IPOs themselves have had a dismal few weeks, what with Graff Diamonds postponing its listing in Hong Kong (the doubts over the scheduled deal going ahead were first reported in this newspaper after it emerged that demand was disappointing). Graff’s shelved float was yesterday joined by that of German industrial group Evonik, and both these cancellations come just days after Formula One and Manchester United delayed listings of their own in the far east.
Meanwhile there has been a deathly quiet in London, where there is currently virtually no new issues market give or take a few fund-raisings on AIM, the junior listings market.
So it was somewhat surprising to hear bankers in London yesterday still hopeful there could at least be one major share offering in the domestic market before the end of the year – that of Direct Line Insurance.
Direct Line Group, which includes brands such as Churchill and Direct Line itself, is being offloaded by RBS, the bank majority-owned by the UK government, and must be part sold off by the end of 2013 to satisfy European competition rules.
The group already has three investment banks working on the flotation or sale and it is also interviewing public relations firms that will manage the process in the media.
With a large percentage of the UK general household insurance market – Direct Line has 18 per cent of the motor insurance market and 17 per cent of the household market – the business will undoubtedly be offered to institutions as an anchor income stock with an emphasis on sustainable profitability.
In the first quarter of this year, the group, which is in the middle of a restructuring process, made an operating profit of £84m, up from £67m a year ago.
Equity capital market bankers point to the success of the Norwegian insurer Gjensidige, which raised 10.7bn crowns (£1.14bn) in December 2010. “It was a strong brand name, so there was plenty of demand for the issue,” said one banker.
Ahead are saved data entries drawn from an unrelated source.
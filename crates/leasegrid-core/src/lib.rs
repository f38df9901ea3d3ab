//! leasegrid-core: shared building blocks for the leasegrid workspace.
//!
//! - [`retry`]: failure classification plus backoff shaping, used by every
//!   component that talks to the storage substrate.
//! - [`clock`]: injectable time source so lease expiry can be driven in tests
//!   without wall-clock sleeps.
//! - [`settings`]: immutable runner registration settings.
//! - [`config`]: `leasegrid.toml` parsing.

pub mod clock;
pub mod config;
pub mod duration;
pub mod error;
pub mod retry;
pub mod settings;

pub use clock::{Clock, ManualClock, SystemClock, epoch_ms};
pub use config::LeasegridConfig;
pub use duration::parse_duration;
pub use error::{ConfigError, ConfigResult};
pub use retry::{Backoff, RetryPolicy};
pub use settings::RunnerSettings;
//! Counter error types.

use leasegrid_storage::StorageError;
use thiserror::Error;

pub type CounterResult<T> = Result<T, CounterError>;

#[derive(Debug, Error)]
pub enum CounterError {
    /// The counter blob does not exist (never seeded, or deleted because
    /// the workflow it tracked already finished).
    #[error("counter not found: {0}")]
    NotFound(String),

    /// Another writer committed between our read and write.
    #[error("write conflict on counter {0}")]
    Conflict(String),

    #[error("counter {name} overflowed applying {delta}")]
    Overflow { name: String, delta: i64 },

    #[error("corrupt counter {name}: {reason}")]
    Corrupt { name: String, reason: String },

    #[error("storage error: {0}")]
    Storage(#[from] StorageError),
}

impl CounterError {
    pub fn is_conflict(&self) -> bool {
        matches!(self, CounterError::Conflict(_))
    }

    /// A missing counter means the tracked work is already finalized.
    pub fn is_not_found(&self) -> bool {
        matches!(self, CounterError::NotFound(_))
    }
}
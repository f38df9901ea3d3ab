//! Human-readable duration strings used in `leasegrid.toml`.

use std::time::Duration;

use crate::error::{ConfigError, ConfigResult};

/// Parse `"250ms"`, `"30s"`, `"5m"`, `"1h"`; a bare number means seconds.
pub fn parse_duration(s: &str) -> ConfigResult<Duration> {
    let s = s.trim();
    let invalid = || ConfigError::InvalidDuration(s.to_string());

    let (digits, unit_ms) = if let Some(ms) = s.strip_suffix("ms") {
        (ms, 1)
    } else if let Some(secs) = s.strip_suffix('s') {
        (secs, 1_000)
    } else if let Some(mins) = s.strip_suffix('m') {
        (mins, 60_000)
    } else if let Some(hours) = s.strip_suffix('h') {
        (hours, 3_600_000)
    } else {
        (s, 1_000)
    };

    let value: u64 = digits.trim().parse().map_err(|_| invalid())?;
    value
        .checked_mul(unit_ms)
        .map(Duration::from_millis)
        .ok_or_else(invalid)
}

#[cfg(test)]
mod tests {
    use super::*;

    #[test]
    fn parses_units() {
        assert_eq!(parse_duration("250ms").unwrap(), Duration::from_millis(250));
        assert_eq!(parse_duration("30s").unwrap(), Duration::from_secs(30));
        assert_eq!(parse_duration("5m").unwrap(), Duration::from_secs(300));
        assert_eq!(parse_duration("2h").unwrap(), Duration::from_secs(7_200));
        assert_eq!(parse_duration(" 12 ").unwrap(), Duration::from_secs(12));
        assert_eq!(parse_duration("0s").unwrap(), Duration::ZERO);
    }

    #[test]
    fn rejects_garbage() {
        assert!(matches!(parse_duration("soon"), Err(ConfigError::InvalidDuration(_))));
        assert!(parse_duration("-5s").is_err());
        assert!(parse_duration("").is_err());
    }
}
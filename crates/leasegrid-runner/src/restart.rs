//! Restart signalling.
//!
//! A [`RestartRequested`] is the only failure that escapes the balancer: the
//! host tears the process down and starts it again, picking up new
//! configuration or code. It can come from a handler, from a scheduled task,
//! or from a [`RestartDetector`] polled once per balancer pass.

use std::sync::Arc;
use std::sync::Mutex;

use async_trait::async_trait;
use leasegrid_storage::{BlobStore, Version};
use thiserror::Error;
use tracing::{debug, info};

/// Request to restart the hosting process.
#[derive(Debug, Clone, PartialEq, Eq, Error)]
#[error("restart requested: {reason}")]
pub struct RestartRequested {
    pub reason: String,
}

impl RestartRequested {
    pub fn new(reason: impl Into<String>) -> Self {
        Self {
            reason: reason.into(),
        }
    }
}

/// Polled by the balancer between passes.
#[async_trait]
pub trait RestartDetector: Send + Sync + 'static {
    async fn check(&self) -> Option<RestartRequested>;
}

/// Flags a restart once a watched blob's version moves away from the
/// version seen on the first check.
///
/// Creating or deleting the blob counts as a change. Read failures are
/// ignored until the next check.
pub struct BlobVersionWatch {
    blobs: Arc<dyn BlobStore>,
    container: String,
    name: String,
    /// `None` until the first successful read.
    baseline: Mutex<Option<Option<Version>>>,
}

impl BlobVersionWatch {
    pub fn new(blobs: Arc<dyn BlobStore>, container: impl Into<String>, name: impl Into<String>) -> Self {
        Self {
            blobs,
            container: container.into(),
            name: name.into(),
            baseline: Mutex::new(None),
        }
    }
}

#[async_trait]
impl RestartDetector for BlobVersionWatch {
    async fn check(&self) -> Option<RestartRequested> {
        let current = match self.blobs.get(&self.container, &self.name).await {
            Ok(blob) => blob.map(|b| b.version),
            Err(e) => {
                debug!(container = %self.container, name = %self.name, error = %e, "watched blob unreadable");
                return None;
            }
        };

        let mut baseline = self.baseline.lock().ok()?;
        match *baseline {
            None => {
                *baseline = Some(current);
                None
            }
            Some(ref seen) if *seen == current => None,
            Some(_) => {
                info!(container = %self.container, name = %self.name, "watched blob changed");
                Some(RestartRequested::new(format!(
                    "{}/{} changed",
                    self.container, self.name
                )))
            }
        }
    }
}

/// Restart trigger flipped from inside the process, e.g. by an admin handler.
#[derive(Debug, Clone, Default)]
pub struct RestartSwitch {
    pending: Arc<Mutex<Option<RestartRequested>>>,
}

impl RestartSwitch {
    pub fn new() -> Self {
        Self::default()
    }

    pub fn request(&self, reason: impl Into<String>) {
        if let Ok(mut pending) = self.pending.lock() {
            *pending = Some(RestartRequested::new(reason));
        }
    }
}

#[async_trait]
impl RestartDetector for RestartSwitch {
    async fn check(&self) -> Option<RestartRequested> {
        self.pending.lock().ok()?.take()
    }
}
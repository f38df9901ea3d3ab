//! Handler contract for queue-bound runners.

use std::future::Future;

use async_trait::async_trait;
use thiserror::Error;

use crate::restart::RestartRequested;

/// Delivery metadata handed to a handler next to the decoded payload.
#[derive(Debug, Clone, PartialEq, Eq)]
pub struct Delivery {
    pub queue: String,
    pub message_id: String,
    /// 1 on first delivery.
    pub dequeue_count: u32,
    /// Unix ms at which the lease runs out and the message resurfaces.
    pub leased_until_ms: u64,
}

/// How a handler invocation went wrong.
#[derive(Debug, Error)]
pub enum HandlerError {
    /// Leave the message alone; it resurfaces when the lease expires and is
    /// quarantined once it has failed on every allowed delivery.
    #[error("handler failed: {0:#}")]
    Failed(#[from] anyhow::Error),

    /// Give the message back to the queue right away.
    #[error("handler abandoned message: {0}")]
    Abandon(String),

    /// Stop dispatching and restart the process.
    #[error(transparent)]
    Restart(#[from] RestartRequested),
}

impl HandlerError {
    pub fn failed(message: impl Into<String>) -> Self {
        HandlerError::Failed(anyhow::Error::msg(message.into()))
    }
}

pub type HandlerResult = Result<(), HandlerError>;

/// Processes one decoded message.
///
/// Returning `Ok` deletes the message. Handlers must be idempotent: a
/// message can be delivered again after a crash or an expired lease.
#[async_trait]
pub trait MessageHandler<T>: Send + Sync + 'static {
    async fn handle(&self, message: T, delivery: Delivery) -> HandlerResult;
}

#[async_trait]
impl<T, F, Fut> MessageHandler<T> for F
where
    T: Send + 'static,
    F: Fn(T, Delivery) -> Fut + Send + Sync + 'static,
    Fut: Future<Output = HandlerResult> + Send + 'static,
{
    async fn handle(&self, message: T, delivery: Delivery) -> HandlerResult {
        (self)(message, delivery).await
    }
}
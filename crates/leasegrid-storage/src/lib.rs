//! leasegrid-storage: the storage substrate contracts leasegrid builds on.
//!
//! The substrate only offers weak primitives:
//!
//! - [`QueueStore`]: at-least-once delivery with a visibility timeout and a
//!   per-message dequeue counter.
//! - [`BlobStore`]: named blobs with an opaque version token and conditional
//!   writes.
//!
//! Everything stronger (quarantine, exactly-once effects, atomic counters) is
//! layered on top in the other crates.
//!
//! # Backends
//!
//! ```text
//! MemoryQueueStore  ── lease expiry driven by an injected Clock
//! MemoryBlobStore   ── numeric versions, RwLock-guarded map
//! RedbBlobStore     ── persistent blobs, conditional checks inside one write txn
//! ```

pub mod blob;
pub mod error;
pub mod memory;
pub mod queue;
pub mod redb_store;
pub mod tables;

pub use blob::{Blob, BlobStore, Version, WritePrecondition, WriteResult};
pub use error::{StorageError, StorageResult};
pub use memory::{MemoryBlobStore, MemoryQueueStore};
pub use queue::{QueueStore, RawMessage, Receipt};
pub use redb_store::RedbBlobStore;
#[async_trait]
impl QueueStore for MemoryQueueStore {
    async fn create_queue(&self, queue: &str) -> StorageResult<bool> {
        take_fault(&self.faults, "create_queue")?;
        let mut queues = self.queues.lock().map_err(poisoned)?;
        if queues.contains_key(queue) {
            return Ok(false);
        }
        queues.insert(queue.to_string(), QueueState::default());
        debug!(%queue, "queue created");
        Ok(true)
    }

    async fn delete_queue(&self, queue: &str) -> StorageResult<bool> {
        take_fault(&self.faults, "delete_queue")?;
        let mut queues = self.queues.lock().map_err(poisoned)?;
        Ok(queues.remove(queue).is_some())
    }

    async fn push(&self, queue: &str, bodies: Vec<Bytes>) -> StorageResult<()> {
        take_fault(&self.faults, "push")?;
        let now = self.clock.now_ms();
        let mut queues = self.queues.lock().map_err(poisoned)?;
        let state = queues
            .get_mut(queue)
            .ok_or_else(|| StorageError::QueueNotFound(queue.to_string()))?;

        for body in bodies {
            let seq = self.next_seq.fetch_add(1, Ordering::SeqCst);
            state.messages.insert(
                seq,
                StoredMessage {
                    id: format!("msg-{seq}"),
                    body,
                    dequeue_count: 0,
                    inserted_at_ms: now,
                    visible_at_ms: now,
                    receipt: None,
                },
            );
        }
        Ok(())
    }

    async fn pull(
        &self,
        queue: &str,
        max_count: usize,
        visibility_timeout: Duration,
    ) -> StorageResult<Vec<RawMessage>> {
        take_fault(&self.faults, "pull")?;
        let now = self.clock.now_ms();
        let leased_until_ms = now.saturating_add(visibility_timeout.as_millis() as u64);
        let mut queues = self.queues.lock().map_err(poisoned)?;
        let state = queues
            .get_mut(queue)
            .ok_or_else(|| StorageError::QueueNotFound(queue.to_string()))?;

        let mut leased = Vec::new();
        for message in state.messages.values_mut() {
            if leased.len() >= max_count {
                break;
            }
            if message.visible_at_ms > now {
                continue;
            }
            message.dequeue_count += 1;
            message.visible_at_ms = leased_until_ms;
            let receipt = Receipt(format!("{}#{}", message.id, message.dequeue_count));
            message.receipt = Some(receipt.clone());
            leased.push(RawMessage {
                id: message.id.clone(),
                receipt,
                dequeue_count: message.dequeue_count,
                leased_until_ms,
                inserted_at_ms: message.inserted_at_ms,
                body: message.body.clone(),
            });
        }
        Ok(leased)
    }

    async fn delete(&self, queue: &str, id: &str, receipt: &Receipt) -> StorageResult<()> {
        take_fault(&self.faults, "delete")?;
        let mut queues = self.queues.lock().map_err(poisoned)?;
        let state = queues
            .get_mut(queue)
            .ok_or_else(|| StorageError::QueueNotFound(queue.to_string()))?;
        let seq = check_lease(state.find_mut(id), id, receipt)?;
        state.messages.remove(&seq);
        Ok(())
    }

    async fn abandon(&self, queue: &str, id: &str, receipt: &Receipt) -> StorageResult<()> {
        take_fault(&self.faults, "abandon")?;
        let now = self.clock.now_ms();
        let mut queues = self.queues.lock().map_err(poisoned)?;
        let state = queues
            .get_mut(queue)
            .ok_or_else(|| StorageError::QueueNotFound(queue.to_string()))?;
        let seq = check_lease(state.find_mut(id), id, receipt)?;
        if let Some(message) = state.messages.get_mut(&seq) {
            message.visible_at_ms = now;
            message.receipt = None;
        }
        Ok(())
    }

    async fn renew(
        &self,
        queue: &str,
        id: &str,
        receipt: &Receipt,
        extension: Duration,
    ) -> StorageResult<u64> {
        take_fault(&self.faults, "renew")?;
        let now = self.clock.now_ms();
        let mut queues = self.queues.lock().map_err(poisoned)?;
        let state = queues
            .get_mut(queue)
            .ok_or_else(|| StorageError::QueueNotFound(queue.to_string()))?;
        let seq = check_lease(state.find_mut(id), id, receipt)?;
        let until = now.saturating_add(extension.as_millis() as u64);
        if let Some(message) = state.messages.get_mut(&seq) {
            message.visible_at_ms = until;
        }
        Ok(until)
    }

    async fn approximate_count(&self, queue: &str) -> StorageResult<usize> {
        take_fault(&self.faults, "approximate_count")?;
        let queues = self.queues.lock().map_err(poisoned)?;
        queues
            .get(queue)
            .map(|q| q.messages.len())
            .ok_or_else(|| StorageError::QueueNotFound(queue.to_string()))
    }

    async fn clear(&self, queue: &str) -> StorageResult<()> {
        take_fault(&self.faults, "clear")?;
        let mut queues = self.queues.lock().map_err(poisoned)?;
        let state = queues
            .get_mut(queue)
            .ok_or_else(|| StorageError::QueueNotFound(queue.to_string()))?;
        state.messages.clear();
        Ok(())
    }
}

// ── Blobs ──────────────────────────────────────────────────────────

#[derive(Debug, Clone)]
struct StoredBlob {
    data: Bytes,
    version: u64,
}

/// Shared in-memory blob substrate with numeric versions.
#[derive(Debug, Clone, Default)]
pub struct MemoryBlobStore {
    blobs: Arc<RwLock<HashMap<(String, String), StoredBlob>>>,
    /// Versions keep increasing across delete/recreate so a stale token
    /// never matches a new blob.
    next_version: Arc<AtomicU64>,
    faults: Arc<AtomicU32>,
}

impl MemoryBlobStore {
    pub fn new() -> Self {
        Self::default()
    }

    /// Fail the next `n` calls with a transient error.
    pub fn fail_next(&self, n: u32) {
        self.faults.store(n, Ordering::SeqCst);
    }
}

fn key(container: &str, name: &str) -> (String, String) {
    (container.to_string(), name.to_string())
}

#[async_trait]
impl BlobStore for MemoryBlobStore {
    async fn get(&self, container: &str, name: &str) -> StorageResult<Option<Blob>> {
        take_fault(&self.faults, "get")?;
        let blobs = self.blobs.read().map_err(poisoned)?;
        Ok(blobs.get(&key(container, name)).map(|b| Blob {
            data: b.data.clone(),
            version: Version(b.version.to_string()),
        }))
    }

    async fn put(
        &self,
        container: &str,
        name: &str,
        data: Bytes,
        precondition: WritePrecondition,
    ) -> StorageResult<WriteResult> {
        take_fault(&self.faults, "put")?;
        let mut blobs = self.blobs.write().map_err(poisoned)?;
        let k = key(container, name);
        let current = blobs.get(&k).map(|b| Version(b.version.to_string()));

        let allowed = match precondition {
            WritePrecondition::DoesNotExist => current.is_none(),
            WritePrecondition::MatchesVersion(ref expected) => current.as_ref() == Some(expected),
            WritePrecondition::None => true,
        };
        if !allowed {
            return Ok(WriteResult::PreconditionFailed { current });
        }

        let version = self.next_version.fetch_add(1, Ordering::SeqCst) + 1;
        blobs.insert(k, StoredBlob { data, version });
        Ok(WriteResult::Written {
            version: Version(version.to_string()),
        })
    }

    async fn delete(&self, container: &str, name: &str) -> StorageResult<bool> {
        take_fault(&self.faults, "delete")?;
        let mut blobs = self.blobs.write().map_err(poisoned)?;
        Ok(blobs.remove(&key(container, name)).is_some())
    }

    async fn list(&self, container: &str, prefix: &str) -> StorageResult<Vec<String>> {
        take_fault(&self.faults, "list")?;
        let blobs = self.blobs.read().map_err(poisoned)?;
        let mut names: Vec<String> = blobs
            .keys()
            .filter(|(c, n)| c == container && n.starts_with(prefix))
            .map(|(_, n)| n.clone())
            .collect();
        names.sort();
        Ok(names)
    }
}
//! Store configuration.

use std::time::Duration;

use serde::Deserialize;

const DEFAULT_BUSY_TIMEOUT_MS: u64 = 5_000;

/// Configuration for [`SqliteConnectionProvider`](crate::SqliteConnectionProvider)
/// and the store built on it.
#[derive(Debug, Clone, PartialEq, Eq, Deserialize)]
#[serde(default)]
pub struct StoreConfig {
    /// Path to the SQLite database file. `:memory:` gives every connection its
    /// own private database.
    pub db_path: String,
    /// How long a connection waits on a locked database before failing.
    pub busy_timeout_ms: u64,
    /// Log each write with its values substituted in, at debug level.
    pub log_bound_sql: bool,
}

impl Default for StoreConfig {
    fn default() -> Self {
        Self {
            db_path: "records.db".to_string(),
            busy_timeout_ms: DEFAULT_BUSY_TIMEOUT_MS,
            log_bound_sql: false,
        }
    }
}

impl StoreConfig {
    /// Create a config for the given database path with default settings.
    pub fn new(db_path: impl Into<String>) -> Self {
        Self {
            db_path: db_path.into(),
            ..Self::default()
        }
    }

    pub fn with_busy_timeout(mut self, timeout: Duration) -> Self {
        self.busy_timeout_ms = timeout.as_millis().try_into().unwrap_or(u64::MAX);
        self
    }

    pub fn with_bound_sql_logging(mut self, enabled: bool) -> Self {
        self.log_bound_sql = enabled;
        self
    }

    pub fn busy_timeout(&self) -> Duration {
        Duration::from_millis(self.busy_timeout_ms)
    }
}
Before he added: “But insurance is a deeply commoditised business.”
Most are agreed that RBS will have to avoid being greedy on pricing. The bank is a forced seller; financial conditions are unlikely to be optimal even by the autumn; and UK institutions will likely only show interest if they can sense there being a bargain to be had.
There could undoubtedly be alternatives to an IPO, such as a trade sale or disposal to a private equity buyer but an IPO seems to be the preferred route at the moment, perhaps in September or October.
How London could do with the deal going well.